Exercise description
Line by line, output the entries below exactly as they appear.

Data excerpts
- Opening Delimiter -

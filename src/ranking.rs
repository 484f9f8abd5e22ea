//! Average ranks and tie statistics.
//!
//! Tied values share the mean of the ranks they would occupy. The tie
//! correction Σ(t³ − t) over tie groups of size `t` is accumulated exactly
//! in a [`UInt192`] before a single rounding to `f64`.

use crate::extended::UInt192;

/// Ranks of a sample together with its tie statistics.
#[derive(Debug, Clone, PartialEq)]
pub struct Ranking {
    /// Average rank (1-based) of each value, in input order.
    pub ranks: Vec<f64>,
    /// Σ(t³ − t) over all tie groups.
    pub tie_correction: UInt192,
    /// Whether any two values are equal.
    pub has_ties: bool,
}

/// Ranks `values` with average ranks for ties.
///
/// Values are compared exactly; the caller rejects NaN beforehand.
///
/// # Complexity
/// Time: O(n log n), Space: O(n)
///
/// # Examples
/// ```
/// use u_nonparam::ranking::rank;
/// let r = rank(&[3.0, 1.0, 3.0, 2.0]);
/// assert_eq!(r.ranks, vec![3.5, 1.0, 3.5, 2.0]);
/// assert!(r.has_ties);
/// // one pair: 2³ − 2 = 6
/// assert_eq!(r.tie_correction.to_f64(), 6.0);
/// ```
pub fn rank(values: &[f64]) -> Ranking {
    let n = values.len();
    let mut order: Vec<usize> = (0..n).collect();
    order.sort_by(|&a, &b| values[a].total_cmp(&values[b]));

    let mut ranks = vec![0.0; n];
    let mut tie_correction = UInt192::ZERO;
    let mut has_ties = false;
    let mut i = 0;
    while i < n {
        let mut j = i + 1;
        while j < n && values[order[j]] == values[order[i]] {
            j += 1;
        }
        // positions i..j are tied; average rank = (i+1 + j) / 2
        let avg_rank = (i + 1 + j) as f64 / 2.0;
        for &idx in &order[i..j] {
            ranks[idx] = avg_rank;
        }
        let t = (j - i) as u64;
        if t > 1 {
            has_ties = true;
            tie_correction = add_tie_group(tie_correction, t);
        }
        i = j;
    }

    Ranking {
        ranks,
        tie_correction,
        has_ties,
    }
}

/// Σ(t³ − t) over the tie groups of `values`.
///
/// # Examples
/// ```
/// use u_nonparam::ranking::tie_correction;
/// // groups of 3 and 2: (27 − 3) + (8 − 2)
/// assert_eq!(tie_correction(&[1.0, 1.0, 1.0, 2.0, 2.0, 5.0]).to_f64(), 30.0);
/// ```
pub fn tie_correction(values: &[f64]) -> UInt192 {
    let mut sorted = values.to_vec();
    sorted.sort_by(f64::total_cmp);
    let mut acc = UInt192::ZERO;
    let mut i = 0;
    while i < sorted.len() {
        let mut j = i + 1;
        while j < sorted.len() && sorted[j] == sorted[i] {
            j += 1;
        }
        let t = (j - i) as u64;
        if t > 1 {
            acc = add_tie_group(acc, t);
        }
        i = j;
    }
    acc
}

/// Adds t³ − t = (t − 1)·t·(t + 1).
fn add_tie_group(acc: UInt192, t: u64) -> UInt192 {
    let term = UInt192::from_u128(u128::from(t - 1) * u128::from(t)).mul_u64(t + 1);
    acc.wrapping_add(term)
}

- Closing Delimiter -

Written response
filename src/ranking.rs
repository 484f9f8abd5e22ea
//! Average ranks and tie statistics.
//!
//! Tied values share the mean of the ranks they would occupy. The tie
//! correction Σ(t³ − t) over tie groups of size `t` is accumulated exactly
//! in a [`UInt192`] before a single rounding to `f64`.

use crate::extended::UInt192;

/// Ranks of a sample together with its tie statistics.
#[derive(Debug, Clone, PartialEq)]
pub struct Ranking {
    /// Average rank (1-based) of each value, in input order.
    pub ranks: Vec<f64>,
    /// Σ(t³ − t) over all tie groups.
    pub tie_correction: UInt192,
    /// Whether any two values are equal.
    pub has_ties: bool,
}

/// Ranks `values` with average ranks for ties.
///
/// Values are compared exactly; the caller rejects NaN beforehand.
///
/// # Complexity
/// Time: O(n log n), Space: O(n)
///
/// # Examples
/// ```
/// use u_nonparam::ranking::rank;
/// let r = rank(&[3.0, 1.0, 3.0, 2.0]);
/// assert_eq!(r.ranks, vec![3.5, 1.0, 3.5, 2.0]);
/// assert!(r.has_ties);
/// // one pair: 2³ − 2 = 6
/// assert_eq!(r.tie_correction.to_f64(), 6.0);
/// ```
pub fn rank(values: &[f64]) -> Ranking {
    let n = values.len();
    let mut order: Vec<usize> = (0..n).collect();
    order.sort_by(|&a, &b| values[a].total_cmp(&values[b]));

    let mut ranks = vec![0.0; n];
    let mut tie_correction = UInt192::ZERO;
    let mut has_ties = false;
    let mut i = 0;
    while i < n {
        let mut j = i + 1;
        while j < n && values[order[j]] == values[order[i]] {
            j += 1;
        }
        // positions i..j are tied; average rank = (i+1 + j) / 2
        let avg_rank = (i + 1 + j) as f64 / 2.0;
        for &idx in &order[i..j] {
            ranks[idx] = avg_rank;
        }
        let t = (j - i) as u64;
        if t > 1 {
            has_ties = true;
            tie_correction = add_tie_group(tie_correction, t);
        }
        i = j;
    }

    Ranking {
        ranks,
        tie_correction,
        has_ties,
    }
}

/// Σ(t³ − t) over the tie groups of `values`.
///
/// # Examples
/// ```
/// use u_nonparam::ranking::tie_correction;
/// // groups of 3 and 2: (27 − 3) + (8 − 2)
/// assert_eq!(tie_correction(&[1.0, 1.0, 1.0, 2.0, 2.0, 5.0]).to_f64(), 30.0);
/// ```
pub fn tie_correction(values: &[f64]) -> UInt192 {
    let mut sorted = values.to_vec();
    sorted.sort_by(f64::total_cmp);
    let mut acc = UInt192::ZERO;
    let mut i = 0;
    while i < sorted.len() {
        let mut j = i + 1;
        while j < sorted.len() && sorted[j] == sorted[i] {
            j += 1;
        }
        let t = (j - i) as u64;
        if t > 1 {
            acc = add_tie_group(acc, t);
        }
        i = j;
    }
    acc
}

/// Adds t³ − t = (t − 1)·t·(t + 1).
fn add_tie_group(acc: UInt192, t: u64) -> UInt192 {
    let term = UInt192::from_u128(u128::from(t - 1) * u128::from(t)).mul_u64(t + 1);
    acc.wrapping_add(term)
}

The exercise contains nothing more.